Трансдуцирующую активность псевдовирусов в отношении клеток-мишеней, определяли с использованием клеточных линий HEK293 (коллекция культур клеток ФБУН ГНЦ ВБ «Вектор» Роспотребнадзора), HEK293-hACE2 (коллекция культур клеток Института молекулярной и клеточной биологии СО РАН) и HEK293-hACE2-TMPRSS2 (t), полученной путем транзиентной трансфекции клеточной линии HEK293 плазмидой pDUO-hAce2-TMPRSS2. Краткое описание: 50 мкл трипсинизированной суспензии клеток HEK293, клеток HEK293-hACE2 и HEK293-hACE2-TMPRSS2 в концентрации 1 · 106 клеток/мл среды высевали в 96-луночный планшет. Затем к клеткам добавляли по 10 мкл супернатанта, содержащего псевдовирусы, в трех повторах. Через 48 ч определяли уровень люминесценции с помощью системы анализа люциферазы (Promega, США). После удаления ростовой среды с клеток, инфицированных псевдовирусом, их лизировали однократным буфером для лизиса клеточных культур (50 мкл/лунку) (Promega, США). Затем 35 мкл лизата переносили в черные оптические планшеты, добавляли субстрат люциферазы светлячка (Promega, США) и измеряли уровень люминесценции на приборе Varioskan LUX (Thermo Scientific, США).
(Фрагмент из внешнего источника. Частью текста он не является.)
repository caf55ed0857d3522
use chrono::{DateTime, TimeZone};
use std::fmt::Display;

/// Taskbar refresh period
pub const CLOCK_INTERVAL_MS: u64 = 1000;

/// Two-digit hour and minute, as shown in the taskbar
pub fn taskbar_clock<Tz>(now: &DateTime<Tz>) -> String
where
    Tz: TimeZone,
    Tz::Offset: Display,
{
    now.format("%H:%M").to_string()
}
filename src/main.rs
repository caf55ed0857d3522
// Prevents additional console window on Windows in release, DO NOT REMOVE!!
#![cfg_attr(not(debug_assertions), windows_subsystem = "windows")]

fn main() {
    dayyanos_lib::run()
}
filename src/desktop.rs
// Tauri host: exposes the shell core to the webview.
// Every command that changes the shell emits `desktop-changed` with a fresh snapshot.

use std::sync::Mutex;
use std::time::Duration;

use serde::Serialize;
use tauri::{AppHandle, Emitter, Manager, State};
use tauri_plugin_global_shortcut::{Code, GlobalShortcutExt, Modifiers, Shortcut, ShortcutState};

use crate::apps::AppId;
use crate::boot::transfer::{TransferState, CANCEL_HOLD_MS};
use crate::chat::{ask_relay, ChatMessage, ChatSession};
use crate::content::{panel_for, Panel};
use crate::feeds::{self, FeedConfig, FeedHub, FeedKind, FeedSnapshot};
use crate::input::{KeyPress, ShellAction};
use crate::shell::clock::taskbar_clock;
use crate::shell::{DesktopShell, DesktopSnapshot};

const DEFAULT_RELAY_URL: &str = "http://localhost:3000/chat";

/// Long-lived handles shared by the async commands
struct Services {
    http: reqwest::Client,
    feeds: FeedConfig,
    relay_url: String,
}

#[derive(Clone, Serialize)]
struct GlobalShortcutPayload {
    action: ShellAction,
    changed: bool,
}

fn emit_snapshot(app: &AppHandle, shell: &DesktopShell) -> Result<DesktopSnapshot, String> {
    let snapshot = shell.snapshot();
    app.emit("desktop-changed", snapshot.clone())
        .map_err(|e| e.to_string())?;
    Ok(snapshot)
}

/// Unknown ids from the frontend are ignored, not errors
fn parse_app(app_id: &str) -> Option<AppId> {
    let parsed = AppId::from_str(app_id);
    if parsed.is_none() {
        tracing::debug!("[TAURI CMD] ignoring unknown app id {:?}", app_id);
    }
    parsed
}

// ===== Window Management Commands =====

#[tauri::command]
fn get_desktop_snapshot(state: State<Mutex<DesktopShell>>) -> Result<DesktopSnapshot, String> {
    let shell = state.lock().map_err(|e| e.to_string())?;
    Ok(shell.snapshot())
}

#[tauri::command]
fn open_window(
    app_id: String,
    app: AppHandle,
    state: State<Mutex<DesktopShell>>,
) -> Result<DesktopSnapshot, String> {
    let mut shell = state.lock().map_err(|e| e.to_string())?;
    if let Some(id) = parse_app(&app_id) {
        tracing::info!("[WM] open {}", id.as_str());
        shell.open_window(id);
    }
    emit_snapshot(&app, &shell)
}

#[tauri::command]
fn close_window(
    app_id: String,
    app: AppHandle,
    state: State<Mutex<DesktopShell>>,
) -> Result<DesktopSnapshot, String> {
    let mut shell = state.lock().map_err(|e| e.to_string())?;
    if let Some(id) = parse_app(&app_id) {
        shell.close_window(id);
    }
    emit_snapshot(&app, &shell)
}
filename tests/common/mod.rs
#![allow(dead_code)]

use std::fs::File;
use std::io::Write;
use std::path::{Path, PathBuf};

use cedict_pinyin::Dictionary;
use flate2::write::GzEncoder;
use flate2::Compression;

/// A slice of CC-CEDICT covering the sample sentences below.
pub const CEDICT_SAMPLE: &str = "\
# CC-CEDICT
# Community maintained free Chinese-English dictionary.
#! version=1
#! subversion=0

體重 体重 [ti3 zhong4] /body weight/
重 重 [zhong4] /heavy/serious/
重 重 [chong2] /to repeat/again/
兩 两 [liang3] /two/both/
兩重天 两重天 [liang3 chong2 tian1] /two contrasting worlds/
天 天 [tian1] /day/sky/
B B [bi1] /letter B/
珍·奧斯汀 珍·奥斯汀 [Zhen1 · Ao4 si1 ting1] /Jane Austen/
人為財死，鳥為食亡 人为财死，鸟为食亡 [ren2 wei4 cai2 si3 , niao3 wei4 shi2 wang2] /men will die for wealth, birds for food/
中國 中国 [Zhong1 guo2] /China/Middle Kingdom/
中國人 中国人 [Zhong1 guo2 ren2] /Chinese person/
人 人 [ren2] /person/people/
";

pub const SENTENCE: &str = "体重两重天ABC 珍·奥斯汀 人为财死，鸟为食亡";
pub const SENTENCE_PINYIN: &str =
    "ti3 zhong4 liang3 chong2 tian1 A bi1 C Zhen1 · Ao4 si1 ting1 ren2 wei4 cai2 si3 , niao3 wei4 shi2 wang2";
pub const SENTENCE_INITIALS: &str = "tzlctabczastrwcsnwsw";

pub fn sample_dictionary() -> Dictionary {
    CEDICT_SAMPLE.parse().expect("sample dictionary parses")
}

pub fn gzip(text: &str) -> Vec<u8> {
    let mut encoder = GzEncoder::new(Vec::new(), Compression::default());
    encoder.write_all(text.as_bytes()).expect("gzip write");
    encoder.finish().expect("gzip finish")
}

/// Writes `text` GZIP-compressed to `dir/name`.
pub fn write_gz(dir: &Path, name: &str, text: &str) -> PathBuf {
    write_bytes(dir, name, &gzip(text))
}

pub fn write_bytes(dir: &Path, name: &str, bytes: &[u8]) -> PathBuf {
    let path = dir.join(name);
    let mut file = File::create(&path)
        .unwrap_or_else(|e| panic!("failed to create {}: {}", path.display(), e));
    file.write_all(bytes).expect("write fixture");
    path
}
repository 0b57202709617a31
mod common;

use std::io::ErrorKind;
use std::path::Path;

use cedict_pinyin::{CedictError, CompressionType, Dictionary};
use common::{write_bytes, write_gz, CEDICT_SAMPLE, SENTENCE};

#[test]
fn loads_gzip_dictionary() {
    let dir = tempfile::tempdir().expect("tempdir");
    let path = write_gz(dir.path(), "cedict_ts.u8.gz", CEDICT_SAMPLE);

    let dict = Dictionary::load(&path).expect("load dictionary");
    assert_eq!(dict.entry_count(), 12);
    assert_eq!(
        dict.word_max_length(),
        9,
        "longest headword is the nine-character proverb"
    );
    assert_eq!(dict.pinyin("中国"), "Zhong1 guo2");
    assert_eq!(dict.pinyin_initials("中国"), "zg");
}

#[test]
fn both_headwords_share_an_entry() {
    let dict = common::sample_dictionary();
    let traditional = dict.lookup("中國").expect("traditional headword");
    let simplified = dict.lookup("中国").expect("simplified headword");
    assert!(std::ptr::eq(traditional, simplified));
    assert_eq!(traditional.traditional, "中國");
    assert_eq!(traditional.simplified, "中国");
    assert_eq!(dict.pinyin("中國"), dict.pinyin("中国"));
}

#[test]
fn first_homograph_wins() {
    let dict = common::sample_dictionary();
    let pronunciations: Vec<String> = dict.entries("重").map(|e| e.pronunciation()).collect();
    assert_eq!(pronunciations, ["zhong4", "chong2"]);
    assert_eq!(dict.lookup("重").map(|e| e.pronunciation()).as_deref(), Some("zhong4"));
    assert_eq!(dict.pinyin("重"), "zhong4");
}

#[test]
fn syllables_keep_raw_value_and_tone() {
    let dict = common::sample_dictionary();
    let entry = dict.lookup("珍·奥斯汀").expect("Jane Austen");
    let raw: Vec<&str> = entry.syllables.iter().map(|s| s.raw_value()).collect();
    assert_eq!(raw, ["Zhen1", "·", "Ao4", "si1", "ting1"]);

    for syllable in &entry.syllables {
        assert!(
            syllable.raw_value().starts_with(syllable.value()),
            "value {:?} is not a prefix of {:?}",
            syllable.value(),
            syllable.raw_value()
        );
        if let Some(tone) = syllable.tone() {
            assert!(tone.is_ascii_digit());
            assert_eq!(syllable.raw_value().chars().last(), Some(tone));
        }
    }
    assert_eq!(entry.syllables[0].tone_number(), Some(1));
    assert_eq!(entry.syllables[1].tone_number(), None);
}

#[test]
fn loading_twice_gives_identical_output() {
    let dir = tempfile::tempdir().expect("tempdir");
    let path = write_gz(dir.path(), "cedict.txt.gz", CEDICT_SAMPLE);

    let first = Dictionary::load(&path).expect("first load");
    let second = Dictionary::load(&path).expect("second load");
    for text in [SENTENCE, "中国人", "", "重重", "xyz"] {
        assert_eq!(first.pinyin(text), second.pinyin(text));
        assert_eq!(first.pinyin_initials(text), second.pinyin_initials(text));
    }
    assert_eq!(first.entry_count(), second.entry_count());
}

#[test]
fn malformed_line_aborts_load() {
    let dir = tempfile::tempdir().expect("tempdir");
    let text = "中國 中国 [Zhong1 guo2] /China/\n人 人 /person/\n天 天 [tian1] /day/\n";
    let path = write_gz(dir.path(), "broken.txt.gz", text);

    match Dictionary::load(&path) {
        Err(CedictError::Parse { line_number, line }) => {
            assert_eq!(line_number, 2);
            assert_eq!(line, "人 人 /person/");
        }
        other => panic!("expected a parse error, got {:?}", other),
    }
}

#[test]
fn parse_error_message_names_the_line() {
    let err = "中國 中国 /China/\n"
        .parse::<Dictionary>()
        .expect_err("missing pronunciation");
    let message = err.to_string();
    assert!(
        message.contains("中國 中国 /China/"),
        "error message {:?} should include the offending line",
        message
    );
}

#[test]
fn missing_file_is_an_io_error() {
    let dir = tempfile::tempdir().expect("tempdir");
    match Dictionary::load(dir.path().join("absent.txt.gz")) {
        Err(CedictError::Io(e)) => assert_eq!(e.kind(), ErrorKind::NotFound),
        other => panic!("expected an I/O error, got {:?}", other),
    }
}

#[test]
fn corrupt_gzip_is_a_decompression_error() {
    let dir = tempfile::tempdir().expect("tempdir");
    let path = write_bytes(dir.path(), "plain.txt.gz", CEDICT_SAMPLE.as_bytes());
    assert!(matches!(
        Dictionary::load(&path),
        Err(CedictError::Decompression(_))
    ));
}

#[test]
fn plain_text_dictionary() {
    let dir = tempfile::tempdir().expect("tempdir");
    let path = write_bytes(dir.path(), "cedict_ts.u8", CEDICT_SAMPLE.as_bytes());

    assert_eq!(CompressionType::from_path(&path), CompressionType::None);
    let dict = Dictionary::open(&path, CompressionType::None).expect("open plain text");
    assert_eq!(dict.entry_count(), 12);
    assert_eq!(dict.pinyin("中国人"), "Zhong1 guo2 ren2");
}

#[test]
fn gzip_detected_from_extension() {
    assert_eq!(
        CompressionType::from_path(Path::new("cedict_ts.u8.gz")),
        CompressionType::Gzip
    );
    assert_eq!(
        CompressionType::from_path(Path::new("CEDICT.TXT.GZ")),
        CompressionType::Gzip
    );
    assert_eq!(
        CompressionType::from_path(Path::new("cedict.txt")),
        CompressionType::None
    );
}

#[test]
fn tabs_and_ideographic_spaces_separate_fields() {
    let dir = tempfile::tempdir().expect("tempdir");
    let text = "# header\n\t\n中國\t中国\t[Zhong1 guo2]\t/China/\n \u{3000} \n人\u{3000}人 [ren2] /person/\n";
    let path = write_gz(dir.path(), "whitespace.txt.gz", text);

    let dict = Dictionary::load(&path).expect("whitespace-only lines are skipped");
    assert_eq!(dict.entry_count(), 2);
    assert_eq!(dict.pinyin("中国人"), "Zhong1 guo2 ren2");
    assert_eq!(dict.pinyin_initials("中國人"), "zgr");
}

#[test]
fn crlf_line_endings() {
    let text = CEDICT_SAMPLE.replace('\n', "\r\n");
    let dict: Dictionary = text.parse().expect("CRLF dictionary");
    assert_eq!(dict.entry_count(), 12);
    assert_eq!(dict.pinyin("人"), "ren2");
}

#[test]
fn comments_only_gives_empty_dictionary() {
    let dict: Dictionary = "# nothing here\n\n#! version=1\n".parse().expect("comments only");
    assert!(dict.is_empty());
    assert_eq!(dict.word_max_length(), 0);
    assert_eq!(dict.pinyin("中国"), "中 国");
}
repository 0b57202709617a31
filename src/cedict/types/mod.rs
//! Foundational data structures and error types.

pub mod error;
pub mod models;
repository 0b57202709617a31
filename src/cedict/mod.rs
//! Core CC-CEDICT dictionary module.
//!
//! # Module Organization
//!
//! - [`types`]: Entries, syllables and the crate error type
//! - [`codec`]: Container decoding (GZIP)
//! - [`format`]: Line-level parsing of dictionary text
//! - [`dictionary`]: The compiled headword index and its builder
//! - [`segment`]: Greedy longest-match segmentation
//! - [`romanization`]: Formatting policies (full pinyin, initials, custom)
//!
//! # Data flow
//!
//! ```text
//! .txt.gz ─ codec ─▶ lines ─ format ─▶ Entry ─▶ DictionaryBuilder ─▶ Dictionary
//!                                                                      │
//!                          text ─▶ Segments ─▶ Romanization ─▶ String ◀┘
//! ```

pub mod codec;
pub mod dictionary;
pub mod format;
pub mod romanization;
pub mod segment;
pub mod types;

pub use dictionary::{Dictionary, DictionaryBuilder};
pub use romanization::{FnRomanization, Initials, Pinyin, Romanization};
pub use segment::{Segment, Segments};
pub use types::error::{CedictError, Result};
pub use types::models::{CompressionType, Entry, Syllable};
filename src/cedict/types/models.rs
//! Core data structures for CC-CEDICT dictionary components.
//!
//! This module defines the fundamental types used throughout the library:
//! - Pronunciation syllables and dictionary entries
//! - The compression container of a dictionary file

use std::fmt;
use std::path::Path;

/// A single pronunciation unit, e.g. `Zhong1`.
///
/// `raw_value` is the token exactly as written in the dictionary. When its
/// final character is an ASCII digit, that digit is the tone and `value` is
/// everything before it; otherwise `value == raw_value` and there is no tone.
#[derive(Debug, Clone, PartialEq, Eq)]
pub struct Syllable {
    raw_value: String,
    tone: Option<char>,
}

impl Syllable {
    /// Decomposes a pronunciation token into its base value and tone.
    pub fn new(raw_value: impl Into<String>) -> Self {
        let raw_value = raw_value.into();
        let tone = raw_value.chars().last().filter(char::is_ascii_digit);
        Self { raw_value, tone }
    }

    /// The syllable as read from the dictionary, tone digit included.
    pub fn raw_value(&self) -> &str {
        &self.raw_value
    }

    /// The syllable with its trailing tone digit stripped.
    pub fn value(&self) -> &str {
        match self.tone {
            // Tone digits are ASCII, so the last byte is the whole character.
            Some(_) => &self.raw_value[..self.raw_value.len() - 1],
            None => &self.raw_value,
        }
    }

    /// The trailing tone character, if any.
    pub fn tone(&self) -> Option<char> {
        self.tone
    }

    /// The tone as a number (CC-CEDICT uses 1-5, with 5 for the neutral tone).
    pub fn tone_number(&self) -> Option<u32> {
        self.tone.and_then(|t| t.to_digit(10))
    }
}

impl fmt::Display for Syllable {
    fn fmt(&self, f: &mut fmt::Formatter) -> fmt::Result {
        f.write_str(&self.raw_value)
    }
}

/// One dictionary line: both headword forms and their pronunciation.
#[derive(Debug, Clone, PartialEq, Eq)]
pub struct Entry {
    pub traditional: String,
    pub simplified: String,
    /// Never empty for an entry accepted by the loader.
    pub syllables: Vec<Syllable>,
}

impl Entry {
    /// The pronunciation joined by single spaces, as it appears between the
    /// brackets of a dictionary line.
    pub fn pronunciation(&self) -> String {
        self.syllables
            .iter()
            .map(Syllable::raw_value)
            .collect::<Vec<_>>()
            .join(" ")
    }
}

/// Container format of a dictionary file.
#[derive(Debug, Clone, Copy, PartialEq, Eq, Default)]
pub enum CompressionType {
    /// Plain UTF-8 text.
    None,
    /// GZIP stream, the format CC-CEDICT is distributed in.
    #[default]
    Gzip,
}

impl CompressionType {
    /// Guesses the container from a file name: `.gz` means GZIP, anything
    /// else is read as plain text.
    pub fn from_path(path: &Path) -> Self {
        match path.extension().and_then(|s| s.to_str()) {
            Some(ext) if ext.eq_ignore_ascii_case("gz") => Self::Gzip,
            _ => Self::None,
        }
    }
}

impl fmt::Display for CompressionType {
    fn fmt(&self, f: &mut fmt::Formatter) -> fmt::Result {
        match self {
            CompressionType::None => write!(f, "none"),
            CompressionType::Gzip => write!(f, "gzip"),
        }
    }
}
Анализ вируснейтрализации проводили с моноклональными антителами по методике [3]. Для этого использовали рекомбинантные моноклональные антитела DA, 6B3 и M6N, которые взаимодействуют с рецепторсвязывающим доменом (RBD) гликопротеина S SARS-CoV-2 (МКА любезно предоставлены Д.В. Шаньшиным, ФБУН ГНЦ ВБ «Вектор» Роспотребнадзора). Как отрицательный контроль использовали моноклональное антитело VRC01, мишень которого — CD4-связывающий сайт поверхностного гликопротеина ВИЧ-1.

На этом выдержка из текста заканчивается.